UK Government document says PPE suppliers will only supply care providers in England

Picture by UK Department for International Development (CC BY 2.0).

An UK Government document published only late last week says that designated PPE suppliers can only supply care providers in England.

The document Covid-19: Personal Protective Equipment (PPE) Plan published last Friday, 10 April says that the companies “will all provide supplies to care providers registered with the Care Quality Commission”.

The Care Quality Commission is the independent regulator of all health and social care services in England only. No services in Wales or Scotland are registered with them.

The document makes no mention of the Welsh equivalent, the Care and Social Services Inspectorate Wales, and this may explain why companies told care providers in Wales and Scotland that they could not supply them with PPE.

Today the UK Government denied that suppliers were asked not to supply Wales and Scotland with PPE, but one supplier claimed otherwise.

Gompels posted a message on their website saying: “You must be registered and operating within England – apologies to Wales and Scotland, we are told you have different processes for getting emergency supplies.”

They later updated the message adding: “These restrictions are not something we have decided, they are a criteria given to us by Public Health England.

“We have been told that there are alternative arrangements in place for Wales and Scotland, but we have not been able to find out what they are. Please do not think this is us discriminating against our lovely and loyal Welsh and Scottish customers.”

Public Health England is an executive agency sponsored by the UK Government’s Department of Health and Social Care.

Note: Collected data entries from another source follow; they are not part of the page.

use std::path::Path;

use serde_json::{Value, json};

use crate::action::{ActionCommand, ActionExecutor, ExecutorConfig};
use crate::context::{Format, build_page_context, serialize};
use crate::dom::Document;
use crate::scan::{ScanConfig, Scanner};
use crate::tools::tool_definitions;
use crate::trace::TraceLogger;

/// Read an HTML file into a document. The document URL defaults to the
/// file's `file://` path.
pub fn load_document(path: &Path, url: Option<&str>) -> Result<Document, Box<dyn std::error::Error>> {
    let html = std::fs::read_to_string(path)
        .map_err(|e| format!("cannot read {}: {e}", path.display()))?;
    let url = url
        .map(str::to_string)
        .unwrap_or_else(|| format!("file://{}", path.display()));
    Ok(Document::parse_html_with_url(&html, &url))
}

/// Parse a command file: a JSON array of commands or `{"commands": [...]}`.
pub fn parse_commands(json_text: &str) -> Result<Vec<ActionCommand>, Box<dyn std::error::Error>> {
    let value: Value = serde_json::from_str(json_text)?;
    let items = match value {
        Value::Array(items) => items,
        Value::Object(mut map) => match map.remove("commands") {
            Some(Value::Array(items)) => items,
            _ => return Err("command file object must have a \"commands\" array".into()),
        },
        _ => return Err("command file must be a JSON array of commands".into()),
    };

    let mut commands = Vec::with_capacity(items.len());
    for (i, item) in items.into_iter().enumerate() {
        let command = ActionCommand::from_value(item).map_err(|e| format!("command {i}: {e}"))?;
        commands.push(command);
    }
    Ok(commands)
}

// ============================================================================
// scan subcommand
// ============================================================================

pub fn render_scan(doc: &Document, config: &ScanConfig, format: Format) -> Result<String, Box<dyn std::error::Error>> {
    let mut scanner = Scanner::new();
    let output = scanner.scan(doc, config);
    let context = build_page_context(doc, &output);
    Ok(serialize(&context, format)?)
}

pub fn cmd_scan(
    html: &Path,
    url: Option<&str>,
    format: &str,
    config: &ScanConfig,
) -> Result<(), Box<dyn std::error::Error>> {
    let format: Format = format.parse()?;
    let doc = load_document(html, url)?;
    println!("{}", render_scan(&doc, config, format)?);
    Ok(())
}

// ============================================================================
// exec subcommand
// ============================================================================

/// Run the command file and print results plus the rescanned context.
/// Returns whether every command succeeded.
pub fn cmd_exec(
    html: &Path,
    url: Option<&str>,
    commands_path: &Path,
    trace: Option<&Path>,
    format: &str,
    scan_config: &ScanConfig,
    executor_config: ExecutorConfig,
) -> Result<bool, Box<dyn std::error::Error>> {
    let format: Format = format.parse()?;
    let mut doc = load_document(html, url)?;
    let commands_text = std::fs::read_to_string(commands_path)
        .map_err(|e| format!("cannot read {}: {e}", commands_path.display()))?;
    let commands = parse_commands(&commands_text)?;

    let mut executor = ActionExecutor::new(executor_config);
    if let Some(path) = trace {
        executor = executor.with_tracer(TraceLogger::new(path));
    }

    let results = executor.execute_batch(&mut doc, &commands);
    let all_succeeded = results.len() == commands.len() && results.iter().all(|r| r.success);
    tracing::info!(
        executed = results.len(),
        total = commands.len(),
        all_succeeded,
        "batch finished"
    );

    println!(
        "{}",
        serde_json::to_string_pretty(&json!({ "results": results }))?
    );
    println!("{}", render_scan(&doc, scan_config, format)?);
    Ok(all_succeeded)
}

// ============================================================================
// tools subcommand
// ============================================================================

pub fn cmd_tools() -> Result<(), Box<dyn std::error::Error>> {
    println!("{}", serde_json::to_string_pretty(&tool_definitions())?);
    Ok(())
}
use clap::Parser;
use page_context::cli::commands::{cmd_exec, cmd_scan, cmd_tools};
use page_context::cli::config::{Cli, Commands, build_scan_config, load_config};
use tracing_subscriber::EnvFilter;

fn init_tracing(verbose: u8) {
    let level = match verbose {
        0 => "warn",
        1 => "info",
        2 => "debug",
        _ => "trace",
    };
    let filter = EnvFilter::try_from_default_env()
        .unwrap_or_else(|_| EnvFilter::new(format!("page_context={level}")));

    tracing_subscriber::fmt()
        .with_env_filter(filter)
        .with_writer(std::io::stderr)
        .with_target(false)
        .init();
}

fn main() -> Result<(), Box<dyn std::error::Error>> {
    let cli = Cli::parse();
    init_tracing(cli.verbose);
    let config = load_config(cli.config.as_deref())?;

    match cli.command {
        Commands::Scan {
            html,
            format,
            depth,
            include_hidden,
            max_elements,
            url,
        } => {
            let scan_config = build_scan_config(&config.scan, depth, include_hidden, max_elements);
            cmd_scan(&html, url.as_deref(), &format, &scan_config)?;
        }
        Commands::Exec {
            html,
            commands,
            trace,
            format,
            url,
        } => {
            let all_succeeded = cmd_exec(
                &html,
                url.as_deref(),
                &commands,
                trace.as_deref(),
                &format,
                &config.scan,
                config.executor.executor_config(),
            )?;
            if !all_succeeded {
                std::process::exit(1);
            }
        }
        Commands::Tools => cmd_tools()?,
    }

    Ok(())
}
use crate::dom::{Document, NodeId};
use crate::scan::scan_model::ElementType;

const CONTAINER_TAGS: &[&str] = &[
    "body", "div", "section", "article", "nav", "main", "header", "footer", "aside", "ul", "ol",
    "dl", "menu", "table", "tbody", "thead", "tfoot", "tr",
];

const INTERACTIVE_TAGS: &[&str] = &["a", "button", "input", "select", "textarea", "details", "summary"];

const INTERACTIVE_ROLES: &[&str] = &[
    "button", "link", "textbox", "searchbox", "checkbox", "switch", "radio", "combobox",
    "listbox", "menuitem", "tab", "option", "slider",
];

/// Map an element to its semantic type. ARIA roles win over native tags.
pub fn classify(doc: &Document, node: NodeId) -> ElementType {
    let Some(tag) = doc.tag_name(node) else {
        return ElementType::Other;
    };

    if let Some(kind) = doc.attribute(node, "role").and_then(role_type) {
        return kind;
    }

    if is_content_editable(doc, node) {
        return ElementType::Input;
    }

    match tag {
        "button" | "details" => return ElementType::Button,
        "a" => return ElementType::Link,
        "select" | "datalist" => return ElementType::Select,
        "textarea" => return ElementType::Textarea,
        "form" => return ElementType::Form,
        "output" => return ElementType::Text,
        "meter" | "progress" => return ElementType::Other,
        "dialog" | "fieldset" => return ElementType::Container,
        "input" => return input_type(doc.input_type(node).as_deref().unwrap_or("text")),
        _ => {}
    }

    if has_click_handler(doc, node) {
        return ElementType::Button;
    }

    if CONTAINER_TAGS.contains(&tag) && !doc.element_children(node).is_empty() {
        return ElementType::Container;
    }

    if !doc.text_content(node).trim().is_empty() && !has_interactive_descendant(doc, node) {
        return ElementType::Text;
    }

    ElementType::Other
}

fn role_type(role: &str) -> Option<ElementType> {
    match role.trim().to_ascii_lowercase().as_str() {
        "button" => Some(ElementType::Button),
        "link" => Some(ElementType::Link),
        "textbox" | "searchbox" => Some(ElementType::Input),
        "checkbox" | "switch" => Some(ElementType::Checkbox),
        "radio" => Some(ElementType::Radio),
        "combobox" | "listbox" => Some(ElementType::Select),
        _ => None,
    }
}

fn input_type(kind: &str) -> ElementType {
    match kind {
        "checkbox" => ElementType::Checkbox,
        "radio" => ElementType::Radio,
        "submit" | "button" | "reset" | "image" => ElementType::Button,
        _ => ElementType::Input,
    }
}

pub(crate) fn is_content_editable(doc: &Document, node: NodeId) -> bool {
    doc.attribute(node, "contenteditable")
        .is_some_and(|v| !v.trim().eq_ignore_ascii_case("false"))
}

fn has_click_handler(doc: &Document, node: NodeId) -> bool {
    doc.has_attribute(node, "onclick") || doc.has_listener(node, "click")
}

fn has_interactive_descendant(doc: &Document, node: NodeId) -> bool {
    doc.descendant_elements(node).into_iter().any(|d| {
        doc.tag_name(d).is_some_and(|t| INTERACTIVE_TAGS.contains(&t))
            || doc
                .attribute(d, "role")
                .is_some_and(|r| INTERACTIVE_ROLES.contains(&r.trim()))
            || has_click_handler(doc, d)
            || is_content_editable(doc, d)
    })
}
pub mod classifier;
pub mod config;
pub mod extract;
pub mod scan_model;
pub mod scanner;

pub use classifier::classify;
pub use config::{PatternList, Predicate, ScanConfig, StringList};
pub use scan_model::{
    DescriptorMetadata, ElementDescriptor, ElementType, ElementValue, ScanMetadata, ScanOutput,
    SelectMetadata, SelectOption,
};
pub use scanner::Scanner;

Gompels also sent an email to customers confirming that “Stocks are limited and are exclusively for Care Homes & Domicillary Care in England only.”

The UK Government document above names Gompels as one of seven companies designated to sell 23 million pieces of PPE.

“We have made arrangements with seven wholesalers to supply PPE to the social care sector. Careshop, Blueleaf, Delivernet, Countrywide Healthcare, Nexon Group, Wightman and Parrish and Gompels will all provide supplies to care providers registered with the Care Quality Commission,” the document says.

 

‘Different’

Today England’s Health Secretary Matt Hancock denied that PPE suppliers were not asked to prioritise England over Scotland.

However Wales’ Health Minister acknowledged at the Welsh Government’s daily press conference that there was evidence that some suppliers had been prioritising PPE to NHS and social care in England.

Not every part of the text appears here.